Rafael Andrade
Tubarão

O presídio feminino de Tubarão deve mesmo ser instalado em Tubarão. É o que confirma o secretário estadual de segurança pública, André Luiz Mendes da Silveira. “A ideia é fazer aqui na cidade o que vamos executar em Itajaí, onde também está sendo construído um novo presídio e vamos utilizar o antigo prédio para manter as mulheres”, cita André.
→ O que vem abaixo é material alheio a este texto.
//! Canonical serialisation of `serde_json` values.

use serde_json::Value;

use crate::error::CanonicalizeError;
use crate::number::format_f64;

/// Parse `text` and produce its canonical byte form.
///
/// # Errors
///
/// Returns [`CanonicalizeError::InvalidJson`] when the text does not
/// parse (lone surrogates included) and
/// [`CanonicalizeError::InvalidNumber`] for non-finite numbers.
pub fn canonicalize(text: &str) -> Result<Vec<u8>, CanonicalizeError> {
    let value: Value =
        serde_json::from_str(text).map_err(|e| CanonicalizeError::InvalidJson(e.to_string()))?;
    canonicalize_value(&value)
}

/// Produce the canonical byte form of an already-parsed value.
///
/// # Errors
///
/// Returns [`CanonicalizeError::InvalidNumber`] for non-finite numbers.
pub fn canonicalize_value(value: &Value) -> Result<Vec<u8>, CanonicalizeError> {
    let mut out = Vec::new();
    write_value(value, &mut out)?;
    Ok(out)
}

fn write_value(value: &Value, out: &mut Vec<u8>) -> Result<(), CanonicalizeError> {
    match value {
        Value::Null => out.extend_from_slice(b"null"),
        Value::Bool(true) => out.extend_from_slice(b"true"),
        Value::Bool(false) => out.extend_from_slice(b"false"),
        Value::Number(n) => {
            if let Some(i) = n.as_i64() {
                out.extend_from_slice(i.to_string().as_bytes());
            } else if let Some(u) = n.as_u64() {
                out.extend_from_slice(u.to_string().as_bytes());
            } else {
                let f = n.as_f64().ok_or(CanonicalizeError::InvalidNumber)?;
                out.extend_from_slice(format_f64(f)?.as_bytes());
            }
        }
        Value::String(s) => write_string(s, out),
        Value::Array(items) => {
            out.push(b'[');
            for (i, item) in items.iter().enumerate() {
                if i > 0 {
                    out.push(b',');
                }
                write_value(item, out)?;
            }
            out.push(b']');
        }
        Value::Object(map) => {
            // Keys sort by UTF-16 code units: this matches how the
            // signing side orders keys, and differs from code-point
            // order for supplementary-plane characters.
            let mut entries: Vec<(&String, &Value)> = map.iter().collect();
            entries.sort_by(|(a, _), (b, _)| a.encode_utf16().cmp(b.encode_utf16()));
            out.push(b'{');
            for (i, (key, item)) in entries.into_iter().enumerate() {
                if i > 0 {
                    out.push(b',');
                }
                write_string(key, out);
                out.push(b':');
                write_value(item, out)?;
            }
            out.push(b'}');
        }
    }
    Ok(())
}

/// JSON string escaping: the two mandatory escapes, the short control
/// escapes, `\u00XX` for the rest of C0, and everything else (forward
/// slash included) as raw UTF-8.
fn write_string(s: &str, out: &mut Vec<u8>) {
    out.push(b'"');
    for c in s.chars() {
        match c {
            '"' => out.extend_from_slice(b"\\\""),
            '\\' => out.extend_from_slice(b"\\\\"),
            '\u{8}' => out.extend_from_slice(b"\\b"),
            '\u{c}' => out.extend_from_slice(b"\\f"),
            '\n' => out.extend_from_slice(b"\\n"),
            '\r' => out.extend_from_slice(b"\\r"),
            '\t' => out.extend_from_slice(b"\\t"),
            c if u32::from(c) < 0x20 => {
                out.extend_from_slice(format!("\\u{:04x}", u32::from(c)).as_bytes());
            }
            c => {
                let mut buf = [0u8; 4];
                out.extend_from_slice(c.encode_utf8(&mut buf).as_bytes());
            }
        }
    }
    out.push(b'"');
}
Um caso parecido também ocorre em Lages. Em Tubarão, um prédio com capacidade para receber 248 presos é construído no bairro Bom Pastor. Anexo ao local, uma ala específica para receber até 120 detentos do regime semiaberto é levantada. Será um complexo carcerário com capacidade para 368 presos, um dos maiores do estado. Mas, e as 44 mulheres que estão no atual prédio do Presídio Regional de Tubarão, no bairro Humaitá de Cima? Para onde vão?

Esta pergunta foi respondida ontem pelo secretário André a Clodoaldo de Medeiros, representante do Conselho Comunitário do Humaitá, que esteve presente em uma reunião, ontem à noite, na Associação Empresarial de Tubarão (Acit). “Vamos adequar o atual imóvel para elas. É até interessante para a comunidade a manutenção. O policiamento continuará na região, inibindo a criminalidade”, avalia André.

O Presídio Feminino de Tubarão atenderá toda a região. A capacidade ainda não foi estipulada, pois uma reforma será feita após a transferência dos 287 homens. É muito provável que isso ocorra ainda este ano.
“Nós, da comunidade, vamos batalhar para que saiam todos do presídio e o local seja transformado em uma praça”, reforça Clodoaldo.

“Poderemos chegar ao extremo”
Os membros do Conselho Comunitário do bairro Humaitá de Cima afirmam que podem tomar medidas extremas se as mulheres não forem retiradas do presídio junto com os homens. “Por enquanto estamos debatendo, mas a manifestação popular pode tomar caminhos piores”, avisa Edoir da Silva Schmoeller, presidente do conselho.